Data in this exercise
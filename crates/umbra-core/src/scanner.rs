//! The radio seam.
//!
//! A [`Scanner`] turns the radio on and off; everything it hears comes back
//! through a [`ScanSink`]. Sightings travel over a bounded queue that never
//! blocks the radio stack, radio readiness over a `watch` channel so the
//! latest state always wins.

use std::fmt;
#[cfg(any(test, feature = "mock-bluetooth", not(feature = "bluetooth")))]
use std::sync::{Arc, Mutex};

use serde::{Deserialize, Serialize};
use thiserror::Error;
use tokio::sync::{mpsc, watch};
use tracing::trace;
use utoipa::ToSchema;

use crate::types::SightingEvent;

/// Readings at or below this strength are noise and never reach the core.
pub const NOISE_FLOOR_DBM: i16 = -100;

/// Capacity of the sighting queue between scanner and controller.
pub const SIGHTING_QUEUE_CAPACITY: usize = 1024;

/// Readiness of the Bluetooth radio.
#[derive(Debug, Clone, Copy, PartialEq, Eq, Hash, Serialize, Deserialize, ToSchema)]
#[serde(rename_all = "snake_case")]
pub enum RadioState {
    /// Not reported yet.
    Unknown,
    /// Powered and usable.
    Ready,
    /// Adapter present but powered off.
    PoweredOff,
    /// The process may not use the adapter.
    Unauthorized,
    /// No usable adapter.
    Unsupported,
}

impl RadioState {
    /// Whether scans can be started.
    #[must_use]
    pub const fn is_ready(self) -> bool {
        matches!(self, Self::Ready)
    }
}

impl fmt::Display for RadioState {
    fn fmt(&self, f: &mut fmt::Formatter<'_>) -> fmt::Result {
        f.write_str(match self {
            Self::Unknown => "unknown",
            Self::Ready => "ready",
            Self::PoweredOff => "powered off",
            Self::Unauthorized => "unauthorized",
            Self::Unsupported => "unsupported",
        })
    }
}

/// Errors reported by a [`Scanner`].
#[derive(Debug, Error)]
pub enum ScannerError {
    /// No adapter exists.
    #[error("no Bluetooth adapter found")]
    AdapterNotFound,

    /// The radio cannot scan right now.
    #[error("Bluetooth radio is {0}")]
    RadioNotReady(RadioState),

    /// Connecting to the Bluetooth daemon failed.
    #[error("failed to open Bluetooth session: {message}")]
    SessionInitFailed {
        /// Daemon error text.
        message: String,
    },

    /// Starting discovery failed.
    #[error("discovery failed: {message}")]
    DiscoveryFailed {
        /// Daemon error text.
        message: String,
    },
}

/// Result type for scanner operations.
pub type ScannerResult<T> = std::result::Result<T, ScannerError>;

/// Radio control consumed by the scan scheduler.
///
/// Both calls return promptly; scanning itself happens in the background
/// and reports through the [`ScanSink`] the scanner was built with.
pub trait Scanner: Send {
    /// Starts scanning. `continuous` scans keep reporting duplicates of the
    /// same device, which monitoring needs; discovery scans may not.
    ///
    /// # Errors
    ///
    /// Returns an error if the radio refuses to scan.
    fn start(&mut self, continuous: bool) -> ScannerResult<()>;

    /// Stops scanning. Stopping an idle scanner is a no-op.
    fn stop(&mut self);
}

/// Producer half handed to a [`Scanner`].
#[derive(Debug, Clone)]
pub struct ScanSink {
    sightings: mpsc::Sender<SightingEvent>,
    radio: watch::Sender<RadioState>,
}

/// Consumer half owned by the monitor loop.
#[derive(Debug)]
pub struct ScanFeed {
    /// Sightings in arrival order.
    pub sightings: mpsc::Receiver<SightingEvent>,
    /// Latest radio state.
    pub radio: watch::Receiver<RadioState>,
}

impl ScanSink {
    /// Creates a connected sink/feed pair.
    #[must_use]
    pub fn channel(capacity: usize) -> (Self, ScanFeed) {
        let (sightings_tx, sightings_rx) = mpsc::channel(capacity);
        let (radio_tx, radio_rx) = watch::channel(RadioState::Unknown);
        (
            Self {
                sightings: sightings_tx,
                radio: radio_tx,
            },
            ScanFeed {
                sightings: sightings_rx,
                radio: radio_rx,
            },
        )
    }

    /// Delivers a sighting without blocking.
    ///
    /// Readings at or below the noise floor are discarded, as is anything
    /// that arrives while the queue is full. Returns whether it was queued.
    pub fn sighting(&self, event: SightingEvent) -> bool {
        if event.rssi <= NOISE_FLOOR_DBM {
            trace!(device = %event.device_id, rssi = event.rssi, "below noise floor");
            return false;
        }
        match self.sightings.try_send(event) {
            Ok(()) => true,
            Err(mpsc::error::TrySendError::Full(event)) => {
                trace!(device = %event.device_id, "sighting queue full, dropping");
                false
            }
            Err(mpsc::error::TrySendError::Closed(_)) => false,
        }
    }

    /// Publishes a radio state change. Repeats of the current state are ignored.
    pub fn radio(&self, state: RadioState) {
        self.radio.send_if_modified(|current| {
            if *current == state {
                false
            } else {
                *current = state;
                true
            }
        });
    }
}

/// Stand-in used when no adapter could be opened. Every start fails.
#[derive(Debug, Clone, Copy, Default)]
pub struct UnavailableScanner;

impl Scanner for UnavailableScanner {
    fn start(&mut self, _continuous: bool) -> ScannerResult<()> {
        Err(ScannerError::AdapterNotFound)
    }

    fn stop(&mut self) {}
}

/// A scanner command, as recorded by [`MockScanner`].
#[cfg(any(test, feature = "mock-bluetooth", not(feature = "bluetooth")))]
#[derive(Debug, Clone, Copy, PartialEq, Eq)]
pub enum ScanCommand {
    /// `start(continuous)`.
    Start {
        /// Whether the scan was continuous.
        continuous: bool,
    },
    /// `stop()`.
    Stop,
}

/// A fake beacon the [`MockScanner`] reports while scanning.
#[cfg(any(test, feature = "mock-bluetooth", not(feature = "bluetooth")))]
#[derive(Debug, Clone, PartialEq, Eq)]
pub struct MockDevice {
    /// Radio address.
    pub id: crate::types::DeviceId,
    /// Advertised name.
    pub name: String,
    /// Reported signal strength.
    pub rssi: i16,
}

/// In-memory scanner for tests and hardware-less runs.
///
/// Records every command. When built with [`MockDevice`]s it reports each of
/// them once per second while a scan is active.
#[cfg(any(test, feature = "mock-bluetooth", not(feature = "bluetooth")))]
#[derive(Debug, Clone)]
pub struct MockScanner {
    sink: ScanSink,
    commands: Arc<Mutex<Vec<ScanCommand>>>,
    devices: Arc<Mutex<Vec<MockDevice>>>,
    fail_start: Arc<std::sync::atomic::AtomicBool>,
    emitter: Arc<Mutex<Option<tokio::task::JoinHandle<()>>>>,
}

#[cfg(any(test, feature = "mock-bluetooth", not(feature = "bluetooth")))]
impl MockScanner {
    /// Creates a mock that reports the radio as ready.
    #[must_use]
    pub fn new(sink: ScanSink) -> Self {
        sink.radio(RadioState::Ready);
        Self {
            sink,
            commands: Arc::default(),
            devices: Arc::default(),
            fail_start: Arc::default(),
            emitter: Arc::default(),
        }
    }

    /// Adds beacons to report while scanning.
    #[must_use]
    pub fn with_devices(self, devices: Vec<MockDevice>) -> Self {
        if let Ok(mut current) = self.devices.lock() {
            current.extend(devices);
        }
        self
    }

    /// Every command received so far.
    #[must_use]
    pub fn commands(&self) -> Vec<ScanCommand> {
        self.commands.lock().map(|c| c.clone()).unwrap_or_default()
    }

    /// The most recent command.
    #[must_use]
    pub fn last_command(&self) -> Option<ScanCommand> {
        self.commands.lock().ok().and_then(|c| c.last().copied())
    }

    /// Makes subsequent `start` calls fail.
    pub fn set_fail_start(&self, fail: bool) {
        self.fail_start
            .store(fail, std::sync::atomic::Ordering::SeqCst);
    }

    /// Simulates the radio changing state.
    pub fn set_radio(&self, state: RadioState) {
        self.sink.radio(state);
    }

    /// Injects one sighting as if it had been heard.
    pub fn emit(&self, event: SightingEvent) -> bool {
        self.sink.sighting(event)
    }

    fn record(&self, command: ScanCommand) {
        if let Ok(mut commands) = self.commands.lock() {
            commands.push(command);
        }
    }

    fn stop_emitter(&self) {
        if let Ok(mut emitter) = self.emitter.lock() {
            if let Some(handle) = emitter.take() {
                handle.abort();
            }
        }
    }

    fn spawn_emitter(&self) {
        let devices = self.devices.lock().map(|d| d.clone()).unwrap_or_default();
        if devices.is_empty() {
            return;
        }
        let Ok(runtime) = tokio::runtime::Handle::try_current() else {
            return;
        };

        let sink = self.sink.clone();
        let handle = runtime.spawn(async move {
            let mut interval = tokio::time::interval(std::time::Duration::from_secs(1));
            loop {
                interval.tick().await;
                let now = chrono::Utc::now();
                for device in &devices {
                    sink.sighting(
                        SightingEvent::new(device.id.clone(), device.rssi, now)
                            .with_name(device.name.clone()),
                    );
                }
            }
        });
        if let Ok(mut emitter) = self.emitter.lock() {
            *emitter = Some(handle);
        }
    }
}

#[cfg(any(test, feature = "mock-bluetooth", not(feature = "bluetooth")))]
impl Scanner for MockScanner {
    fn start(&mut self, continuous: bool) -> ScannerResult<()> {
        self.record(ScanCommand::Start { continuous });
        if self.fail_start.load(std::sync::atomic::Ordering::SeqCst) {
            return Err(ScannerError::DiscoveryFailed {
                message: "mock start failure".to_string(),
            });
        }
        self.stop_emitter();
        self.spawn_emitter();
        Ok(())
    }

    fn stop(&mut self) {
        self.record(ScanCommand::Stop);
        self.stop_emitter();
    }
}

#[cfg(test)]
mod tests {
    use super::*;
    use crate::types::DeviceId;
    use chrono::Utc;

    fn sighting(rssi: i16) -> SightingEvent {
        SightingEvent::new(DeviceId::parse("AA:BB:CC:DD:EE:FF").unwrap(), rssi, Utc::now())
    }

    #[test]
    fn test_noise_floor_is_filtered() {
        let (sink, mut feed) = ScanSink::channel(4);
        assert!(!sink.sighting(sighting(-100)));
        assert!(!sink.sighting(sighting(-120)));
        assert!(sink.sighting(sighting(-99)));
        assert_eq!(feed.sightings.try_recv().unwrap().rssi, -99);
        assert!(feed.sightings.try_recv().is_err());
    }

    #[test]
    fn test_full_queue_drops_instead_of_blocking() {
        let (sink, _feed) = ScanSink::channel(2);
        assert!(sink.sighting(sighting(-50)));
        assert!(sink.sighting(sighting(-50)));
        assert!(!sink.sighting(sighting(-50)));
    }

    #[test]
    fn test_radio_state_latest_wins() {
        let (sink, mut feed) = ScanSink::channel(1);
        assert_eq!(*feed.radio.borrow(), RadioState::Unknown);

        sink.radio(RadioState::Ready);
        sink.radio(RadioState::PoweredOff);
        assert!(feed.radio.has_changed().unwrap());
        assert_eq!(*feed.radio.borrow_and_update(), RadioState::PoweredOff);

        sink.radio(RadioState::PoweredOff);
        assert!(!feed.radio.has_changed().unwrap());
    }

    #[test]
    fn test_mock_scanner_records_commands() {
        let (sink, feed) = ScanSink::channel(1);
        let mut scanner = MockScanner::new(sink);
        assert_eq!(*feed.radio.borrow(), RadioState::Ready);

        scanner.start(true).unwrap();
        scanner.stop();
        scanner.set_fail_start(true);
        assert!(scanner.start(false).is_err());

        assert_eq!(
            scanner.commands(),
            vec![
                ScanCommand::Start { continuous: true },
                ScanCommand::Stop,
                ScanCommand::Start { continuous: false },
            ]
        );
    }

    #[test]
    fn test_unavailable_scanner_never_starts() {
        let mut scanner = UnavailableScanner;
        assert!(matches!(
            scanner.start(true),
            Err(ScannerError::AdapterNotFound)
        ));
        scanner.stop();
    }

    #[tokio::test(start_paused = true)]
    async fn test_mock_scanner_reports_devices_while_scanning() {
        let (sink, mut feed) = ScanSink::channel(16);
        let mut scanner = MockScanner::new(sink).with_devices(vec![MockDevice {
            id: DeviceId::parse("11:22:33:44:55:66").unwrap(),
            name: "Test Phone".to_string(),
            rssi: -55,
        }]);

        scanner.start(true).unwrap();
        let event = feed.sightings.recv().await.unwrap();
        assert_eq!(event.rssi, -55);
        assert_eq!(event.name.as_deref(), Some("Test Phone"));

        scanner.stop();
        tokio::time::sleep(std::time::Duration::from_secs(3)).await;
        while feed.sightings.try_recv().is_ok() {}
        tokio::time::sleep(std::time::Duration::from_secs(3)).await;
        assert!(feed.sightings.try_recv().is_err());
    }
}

---

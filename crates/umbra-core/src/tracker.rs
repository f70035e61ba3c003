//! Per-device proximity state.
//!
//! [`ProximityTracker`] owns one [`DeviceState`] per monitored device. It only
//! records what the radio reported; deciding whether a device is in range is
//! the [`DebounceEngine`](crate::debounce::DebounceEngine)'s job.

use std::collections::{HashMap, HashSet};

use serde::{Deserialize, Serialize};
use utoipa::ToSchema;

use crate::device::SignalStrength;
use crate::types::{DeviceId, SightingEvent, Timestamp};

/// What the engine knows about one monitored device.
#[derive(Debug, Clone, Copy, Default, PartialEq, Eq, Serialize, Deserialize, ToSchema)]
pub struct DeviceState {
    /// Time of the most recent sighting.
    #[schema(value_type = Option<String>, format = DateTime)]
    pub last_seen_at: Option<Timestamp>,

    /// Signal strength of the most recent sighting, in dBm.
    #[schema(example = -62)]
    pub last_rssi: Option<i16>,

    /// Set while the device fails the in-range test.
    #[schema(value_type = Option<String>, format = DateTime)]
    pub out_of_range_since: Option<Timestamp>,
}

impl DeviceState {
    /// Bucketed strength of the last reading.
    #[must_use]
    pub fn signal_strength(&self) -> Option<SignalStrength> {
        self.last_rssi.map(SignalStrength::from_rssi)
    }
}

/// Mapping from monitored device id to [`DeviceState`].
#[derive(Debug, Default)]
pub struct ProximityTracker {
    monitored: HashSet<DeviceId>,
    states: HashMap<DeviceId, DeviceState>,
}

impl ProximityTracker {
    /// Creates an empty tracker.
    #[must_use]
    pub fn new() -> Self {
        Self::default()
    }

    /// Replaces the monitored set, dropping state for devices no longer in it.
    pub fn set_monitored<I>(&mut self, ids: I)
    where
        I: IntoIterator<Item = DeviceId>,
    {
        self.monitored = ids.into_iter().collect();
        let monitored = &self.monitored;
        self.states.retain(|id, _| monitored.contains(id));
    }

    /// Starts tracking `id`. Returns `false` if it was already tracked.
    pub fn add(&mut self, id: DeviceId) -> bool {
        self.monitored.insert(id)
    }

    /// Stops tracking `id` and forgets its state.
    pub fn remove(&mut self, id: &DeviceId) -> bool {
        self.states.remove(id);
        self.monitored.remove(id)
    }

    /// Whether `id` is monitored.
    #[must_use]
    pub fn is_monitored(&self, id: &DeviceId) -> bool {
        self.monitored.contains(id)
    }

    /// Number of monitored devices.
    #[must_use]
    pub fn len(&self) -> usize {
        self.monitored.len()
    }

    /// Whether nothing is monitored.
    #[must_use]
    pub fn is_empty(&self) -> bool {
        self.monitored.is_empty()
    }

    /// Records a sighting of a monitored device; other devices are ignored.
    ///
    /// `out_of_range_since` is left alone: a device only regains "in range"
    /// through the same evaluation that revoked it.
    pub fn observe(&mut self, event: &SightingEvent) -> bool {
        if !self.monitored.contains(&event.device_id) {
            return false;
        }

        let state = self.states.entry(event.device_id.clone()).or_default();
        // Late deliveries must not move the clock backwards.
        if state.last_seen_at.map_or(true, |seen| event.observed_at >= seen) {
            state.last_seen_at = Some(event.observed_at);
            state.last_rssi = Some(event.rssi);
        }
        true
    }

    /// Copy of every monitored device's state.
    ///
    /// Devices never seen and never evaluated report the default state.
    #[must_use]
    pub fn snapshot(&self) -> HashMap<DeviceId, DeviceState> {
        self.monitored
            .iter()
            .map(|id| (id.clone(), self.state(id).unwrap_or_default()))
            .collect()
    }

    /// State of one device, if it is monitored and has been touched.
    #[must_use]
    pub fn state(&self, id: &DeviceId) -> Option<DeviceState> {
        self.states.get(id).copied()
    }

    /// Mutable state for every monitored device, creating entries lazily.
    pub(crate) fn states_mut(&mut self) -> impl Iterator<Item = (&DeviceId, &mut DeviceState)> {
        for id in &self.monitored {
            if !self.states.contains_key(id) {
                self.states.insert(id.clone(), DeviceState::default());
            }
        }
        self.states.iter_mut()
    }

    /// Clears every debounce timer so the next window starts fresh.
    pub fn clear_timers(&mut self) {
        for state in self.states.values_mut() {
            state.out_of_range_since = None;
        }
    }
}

Task directions
Copy every line of the records above that holds the word "MockScanner".

Expected answer
/// A scanner command, as recorded by [`MockScanner`].
/// A fake beacon the [`MockScanner`] reports while scanning.
pub struct MockScanner {
impl MockScanner {
impl Scanner for MockScanner {
        let mut scanner = MockScanner::new(sink);
        let mut scanner = MockScanner::new(sink).with_devices(vec![MockDevice {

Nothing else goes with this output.